Tutorial: VIS Image Pipeline

PlantCV is composed of modular functions that can be arranged (or rearranged) and adjusted quickly and easily. Pipelines do not need to be linear (and often are not). Please see pipeline example below for more details. A global variable "debug" allows the user to print out the resulting image. The debug has three modes: either None, 'plot', or 'print'. If set to 'print' then the function prints the image out, or if using a Jupyter notebook you could set debug to 'plot' to have the images plot to the screen. Debug mode allows users to visualize and optimize each step on individual test images and small test sets before pipelines are deployed over whole datasets.

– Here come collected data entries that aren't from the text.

//! Runs against a live database: `DATABASE_URL=... cargo test -- --ignored`.

use std::sync::Arc;
use std::time::Duration;

use bloom_haven::domain::{LinePayment, LineRequest, Money, NewProduct, PlaceOrder, Product, Quantity};
use bloom_haven::store::{PgStore, ProductRepository};
use bloom_haven::{ErrorKind, OrderCoordinator};
use chrono::NaiveDate;
use rust_decimal::Decimal;
use sqlx::postgres::PgPoolOptions;

async fn store() -> Arc<PgStore> {
    let url = std::env::var("DATABASE_URL").expect("DATABASE_URL must be set for postgres tests");
    let pool = PgPoolOptions::new().max_connections(5).connect(&url).await.unwrap();
    let store = PgStore::new(pool);
    sqlx::migrate!("./migrations").run(store.pool()).await.unwrap();
    Arc::new(store)
}

async fn last_rose(store: &PgStore) -> Product {
    let new: NewProduct =
        serde_json::from_value(serde_json::json!({ "name": "Last Rose", "price": 30, "stock_quantity": 1 })).unwrap();
    store.create_product(new).await.unwrap()
}

fn order(product: &Product, payment: LinePayment) -> PlaceOrder {
    PlaceOrder {
        user_name: "Ada Obi".into(),
        user_phone_number: "08030000000".into(),
        payment_status: false,
        status: "pending".into(),
        delivery_date: NaiveDate::from_ymd_opt(2024, 6, 5).unwrap(),
        time_slot: "9am-12pm".into(),
        shipping_address: None,
        by_admin: false,
        lines: vec![LineRequest {
            product_id: product.id,
            stem_id: None,
            payment,
            quantity: Quantity::new(1).unwrap(),
            client_amount: Money::new(Decimal::new(30, 0)),
        }],
    }
}

#[tokio::test]
#[ignore = "needs DATABASE_URL"]
async fn test_row_lock_admits_one_order_for_last_unit() {
    let store = store().await;
    let rose = last_rose(&store).await;
    let coordinator = OrderCoordinator::new(store.clone(), Duration::from_secs(5));

    let (first, second) = tokio::join!(
        coordinator.place_order(order(&rose, LinePayment::Normal)),
        coordinator.place_order(order(&rose, LinePayment::Normal)),
    );

    let outcomes = [first, second];
    assert_eq!(outcomes.iter().filter(|r| r.is_ok()).count(), 1);
    let failure = outcomes.iter().find_map(|r| r.as_ref().err()).unwrap();
    assert_eq!(failure.kind(), ErrorKind::InvalidArgument);
    assert_eq!(store.get_product(rose.id).await.unwrap().stock_quantity, 0);
}

#[tokio::test]
#[ignore = "needs DATABASE_URL"]
async fn test_subscription_line_commits_with_the_order() {
    let store = store().await;
    let rose = last_rose(&store).await;
    let coordinator = OrderCoordinator::new(store.clone(), Duration::from_secs(5));

    let placed = coordinator
        .place_order(order(&rose, LinePayment::Subscription { frequency: "weekly".into() }))
        .await
        .unwrap();

    assert_eq!(placed.subscription_items().count(), 1);
    assert_eq!(store.get_product(rose.id).await.unwrap().stock_quantity, 0);
}
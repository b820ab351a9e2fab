//! Catalog aggregates: categories, products and their stem variants

use chrono::{DateTime, Utc};
use serde::{Deserialize, Serialize};
use uuid::Uuid;
use validator::Validate;

use crate::domain::value_objects::{Money, ValueError};
use crate::{Error, Result};

#[derive(Clone, Debug, PartialEq, Serialize, sqlx::FromRow)]
pub struct Category {
    pub id: Uuid,
    pub name: String,
    pub description: String,
    pub image_url: Vec<String>,
    #[serde(skip_serializing_if = "Option::is_none")]
    pub deleted_at: Option<DateTime<Utc>>,
    pub created_at: DateTime<Utc>,
}

#[derive(Clone, Debug, PartialEq, Serialize, sqlx::FromRow)]
pub struct Product {
    pub id: Uuid,
    pub name: String,
    pub description: String,
    pub price: Money,
    pub category_id: Option<Uuid>,
    pub image_url: Vec<String>,
    pub has_stems: bool,
    pub is_message_card: bool,
    pub is_flowers: bool,
    pub is_add_on: bool,
    pub stock_quantity: i32,
    #[serde(skip_serializing_if = "Option::is_none")]
    pub deleted_at: Option<DateTime<Utc>>,
    pub created_at: DateTime<Utc>,
    #[sqlx(skip)]
    pub stems: Vec<ProductStem>,
}

#[derive(Clone, Debug, PartialEq, Serialize, sqlx::FromRow)]
pub struct ProductStem {
    pub id: Uuid,
    pub product_id: Uuid,
    pub stem_count: i32,
    pub price: Money,
    pub created_at: DateTime<Utc>,
}

impl Product {
    /// The product's own stem variant with `stem_id`.
    pub fn stem(&self, stem_id: Uuid) -> Option<&ProductStem> { self.stems.iter().find(|s| s.id == stem_id) }
}

// =============================================================================
// Write models
// =============================================================================

#[derive(Clone, Debug, Deserialize, Validate)]
pub struct NewCategory {
    #[validate(length(min = 1, max = 255))]
    pub name: String,
    #[serde(default)]
    pub description: String,
    #[serde(default)]
    pub image_url: Vec<String>,
}

#[derive(Clone, Debug, Default, Deserialize, Validate)]
pub struct UpdateCategory {
    #[validate(length(min = 1, max = 255))]
    pub name: Option<String>,
    pub description: Option<String>,
    pub image_url: Option<Vec<String>>,
}

#[derive(Clone, Debug, Deserialize)]
pub struct NewStem {
    pub stem_count: i32,
    pub price: Money,
}

#[derive(Clone, Debug, Deserialize, Validate)]
pub struct NewProduct {
    #[validate(length(min = 1, max = 255))]
    pub name: String,
    #[serde(default)]
    pub description: String,
    #[serde(default)]
    pub price: Money,
    pub category_id: Option<Uuid>,
    #[serde(default)]
    pub image_url: Vec<String>,
    #[serde(default)]
    pub has_stems: bool,
    #[serde(default)]
    pub is_message_card: bool,
    #[serde(default)]
    pub is_flowers: bool,
    #[serde(default)]
    pub is_add_on: bool,
    #[validate(range(min = 0))]
    #[serde(default)]
    pub stock_quantity: i32,
    #[serde(default)]
    pub stems: Vec<NewStem>,
}

impl NewProduct {
    /// Enforces the stem rules and derives the base price from the first stem.
    pub fn normalize(mut self) -> Result<Self> {
        if self.has_stems {
            let first = self
                .stems
                .first()
                .ok_or_else(|| Error::invalid_argument("a product with stems needs at least one stem"))?;
            self.price = first.price;
        } else if !self.stems.is_empty() {
            return Err(Error::invalid_argument("stems given for a product without has_stems"));
        }
        check_prices(self.price, &self.stems)?;
        Ok(self)
    }
}

#[derive(Clone, Debug, Default, Deserialize, Validate)]
pub struct UpdateProduct {
    #[validate(length(min = 1, max = 255))]
    pub name: Option<String>,
    pub description: Option<String>,
    pub price: Option<Money>,
    pub category_id: Option<Uuid>,
    pub image_url: Option<Vec<String>>,
    pub has_stems: Option<bool>,
    pub is_message_card: Option<bool>,
    pub is_flowers: Option<bool>,
    pub is_add_on: Option<bool>,
    #[validate(range(min = 0))]
    pub stock_quantity: Option<i32>,
    /// When present, replaces every existing stem.
    pub stems: Option<Vec<NewStem>>,
}

impl UpdateProduct {
    pub fn normalize(mut self) -> Result<Self> {
        if let Some(first) = self.stems.as_ref().and_then(|stems| stems.first()) {
            self.price = Some(first.price);
        }
        if self.has_stems == Some(true) && self.stems.as_ref().is_some_and(|s| s.is_empty()) {
            return Err(Error::invalid_argument("a product with stems needs at least one stem"));
        }
        check_prices(self.price.unwrap_or_default(), self.stems.as_deref().unwrap_or_default())?;
        Ok(self)
    }

    /// Applies the present fields onto a stored product (stems are handled by the store).
    pub fn apply_to(&self, product: &mut Product) {
        if let Some(v) = &self.name { product.name = v.clone(); }
        if let Some(v) = &self.description { product.description = v.clone(); }
        if let Some(v) = self.price { product.price = v; }
        if let Some(v) = self.category_id { product.category_id = Some(v); }
        if let Some(v) = &self.image_url { product.image_url = v.clone(); }
        if let Some(v) = self.has_stems { product.has_stems = v; }
        if let Some(v) = self.is_message_card { product.is_message_card = v; }
        if let Some(v) = self.is_flowers { product.is_flowers = v; }
        if let Some(v) = self.is_add_on { product.is_add_on = v; }
        if let Some(v) = self.stock_quantity { product.stock_quantity = v; }
    }
}

fn check_prices(price: Money, stems: &[NewStem]) -> Result<()> {
    if stems.iter().any(|s| s.stem_count < 1) {
        return Err(Error::invalid_argument("stem_count must be at least 1"));
    }
    if price.is_negative() || stems.iter().any(|s| s.price.is_negative()) {
        return Err(ValueError::NegativeAmount.into());
    }
    Ok(())
}

#[derive(Clone, Debug, Default, Deserialize)]
pub struct CategoryFilter {
    pub search: Option<String>,
}

#[derive(Clone, Debug, Default, Deserialize)]
pub struct ProductFilter {
    pub search: Option<String>,
    pub category_id: Option<Uuid>,
    pub price_from: Option<Money>,
    pub price_to: Option<Money>,
    pub is_message_card: Option<bool>,
    pub is_flowers: Option<bool>,
    pub is_add_on: Option<bool>,
}

impl ProductFilter {
    pub fn matches(&self, product: &Product) -> bool {
        self.search.as_deref().map_or(true, |q| contains_ci(&product.name, q) || contains_ci(&product.description, q))
            && self.category_id.map_or(true, |c| product.category_id == Some(c))
            && self.price_from.map_or(true, |p| product.price >= p)
            && self.price_to.map_or(true, |p| product.price <= p)
            && self.is_message_card.map_or(true, |f| product.is_message_card == f)
            && self.is_flowers.map_or(true, |f| product.is_flowers == f)
            && self.is_add_on.map_or(true, |f| product.is_add_on == f)
    }
}

impl CategoryFilter {
    pub fn matches(&self, category: &Category) -> bool {
        self.search.as_deref().map_or(true, |q| contains_ci(&category.name, q) || contains_ci(&category.description, q))
    }
}

/// Case-insensitive substring match, the in-memory counterpart of `ILIKE '%q%'`.
pub fn contains_ci(haystack: &str, needle: &str) -> bool {
    haystack.to_lowercase().contains(&needle.to_lowercase())
}

#[cfg(test)]
mod tests {
    use super::*;
    use rust_decimal::Decimal;

    fn new_product(has_stems: bool, stems: Vec<NewStem>) -> NewProduct {
        NewProduct {
            name: "Red Roses".into(), description: String::new(), price: Money::new(Decimal::new(50, 0)),
            category_id: None, image_url: vec![], has_stems, is_message_card: false, is_flowers: true,
            is_add_on: false, stock_quantity: 5, stems,
        }
    }

    #[test]
    fn test_first_stem_sets_price() {
        let stems = vec![
            NewStem { stem_count: 6, price: Money::new(Decimal::new(30, 0)) },
            NewStem { stem_count: 12, price: Money::new(Decimal::new(55, 0)) },
        ];
        let product = new_product(true, stems).normalize().unwrap();
        assert_eq!(product.price, Money::new(Decimal::new(30, 0)));
    }

    #[test]
    fn test_has_stems_requires_stems() {
        let err = new_product(true, vec![]).normalize().unwrap_err();
        assert_eq!(err.kind(), crate::ErrorKind::InvalidArgument);
    }

    #[test]
    fn test_negative_price_rejected() {
        let mut product = new_product(false, vec![]);
        product.price = Money::new(Decimal::new(-1, 0));
        assert!(product.normalize().is_err());
    }

    #[test]
    fn test_update_with_stems_overrides_price() {
        let update = UpdateProduct {
            price: Some(Money::new(Decimal::new(99, 0))),
            stems: Some(vec![NewStem { stem_count: 3, price: Money::new(Decimal::new(15, 0)) }]),
            ..Default::default()
        };
        assert_eq!(update.normalize().unwrap().price, Some(Money::new(Decimal::new(15, 0))));
    }

    #[test]
    fn test_contains_ci() {
        assert!(contains_ci("Sunflower Bouquet", "BOUQ"));
        assert!(!contains_ci("Lilies", "rose"));
    }
}
//! Error taxonomy shared by the store, the coordinator and the HTTP layer.

use axum::http::StatusCode;
use axum::response::{IntoResponse, Response};
use axum::Json;
use serde::Serialize;
use thiserror::Error;

// =============================================================================
// Error Kinds
// =============================================================================

/// Closed set of failure categories. Every kind maps to exactly one HTTP status.
#[derive(Clone, Copy, Debug, PartialEq, Eq, Hash, Serialize)]
pub enum ErrorKind {
    InvalidArgument,
    Unauthenticated,
    Forbidden,
    NotFound,
    AlreadyExists,
    Internal,
}

impl ErrorKind {
    pub const fn status(self) -> StatusCode {
        match self {
            Self::InvalidArgument => StatusCode::BAD_REQUEST,
            Self::Unauthenticated => StatusCode::UNAUTHORIZED,
            Self::Forbidden => StatusCode::FORBIDDEN,
            Self::NotFound => StatusCode::NOT_FOUND,
            Self::AlreadyExists => StatusCode::CONFLICT,
            Self::Internal => StatusCode::INTERNAL_SERVER_ERROR,
        }
    }
}

// =============================================================================
// Error
// =============================================================================

#[derive(Error, Debug, Clone, PartialEq, Eq)]
#[error("{message}")]
pub struct Error {
    kind: ErrorKind,
    message: String,
}

impl Error {
    pub fn new(kind: ErrorKind, message: impl Into<String>) -> Self {
        Self { kind, message: message.into() }
    }

    pub fn invalid_argument(message: impl Into<String>) -> Self { Self::new(ErrorKind::InvalidArgument, message) }
    pub fn unauthenticated(message: impl Into<String>) -> Self { Self::new(ErrorKind::Unauthenticated, message) }
    pub fn forbidden(message: impl Into<String>) -> Self { Self::new(ErrorKind::Forbidden, message) }
    pub fn not_found(message: impl Into<String>) -> Self { Self::new(ErrorKind::NotFound, message) }
    pub fn already_exists(message: impl Into<String>) -> Self { Self::new(ErrorKind::AlreadyExists, message) }
    pub fn internal(message: impl Into<String>) -> Self { Self::new(ErrorKind::Internal, message) }

    pub fn kind(&self) -> ErrorKind { self.kind }
    pub fn message(&self) -> &str { &self.message }
}

/// Client-facing text for storage failures; the driver error is only logged.
pub const STORAGE_FAILURE: &str = "storage error";

impl From<sqlx::Error> for Error {
    fn from(err: sqlx::Error) -> Self {
        match &err {
            sqlx::Error::RowNotFound => Self::not_found("record not found"),
            sqlx::Error::Database(db) if db.is_unique_violation() => Self::already_exists(db.message().to_string()),
            sqlx::Error::Database(db) if db.is_foreign_key_violation() => {
                Self::invalid_argument(format!("referenced record does not exist: {}", db.message()))
            }
            sqlx::Error::Database(db) if db.is_check_violation() => Self::invalid_argument(db.message().to_string()),
            _ => {
                tracing::error!(error = %err, "storage error");
                Self::internal(STORAGE_FAILURE)
            }
        }
    }
}

impl From<validator::ValidationErrors> for Error {
    fn from(err: validator::ValidationErrors) -> Self {
        Self::invalid_argument(err.to_string())
    }
}

impl From<reqwest::Error> for Error {
    fn from(err: reqwest::Error) -> Self {
        Self::internal(format!("payment gateway request failed: {err}"))
    }
}

// =============================================================================
// HTTP envelope
// =============================================================================

#[derive(Debug, Serialize)]
struct ErrorBody<'a> {
    status_code: u16,
    message: &'a str,
}

impl IntoResponse for Error {
    fn into_response(self) -> Response {
        let status = self.kind.status();
        if self.kind == ErrorKind::Internal {
            tracing::error!(error = %self.message, "request failed");
        }
        let body = ErrorBody { status_code: status.as_u16(), message: &self.message };
        (status, Json(body)).into_response()
    }
}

  1. Optimize pipeline on individual image with debug set to 'print' (or 'plot' if using a Jupyter notebook).
  2. Run pipeline on small test set (that ideally spans time and/or treatments).
  3. Re-optimize pipelines on 'problem images' after manual inspection of test set.
  4. Deploy optimized pipeline over test set using parallelization script.

Running A Pipeline

To run a VIS pipeline over a single VIS image there are two required inputs:

  1. Image: Images can be processed regardless of what type of VIS camera was used (high-throughput platform, digital camera, cell phone camera). Image processing will work with adjustments if images are well lit and free of background that is similar in color to plant material.
  2. Output directory: If debug mode is set to 'print' output images from each step are produced, otherwise ~4 final output images are produced.

Optional inputs:

  • Result File: File to print results to
  • Write Image Flag: Flag to write out images, otherwise no result images are printed (to save time).
  • Debug Flag: Prints an image at each step
  • Region of Interest: The user can input their own binary region of interest or image mask (make sure it is the same size as your image or you will have problems).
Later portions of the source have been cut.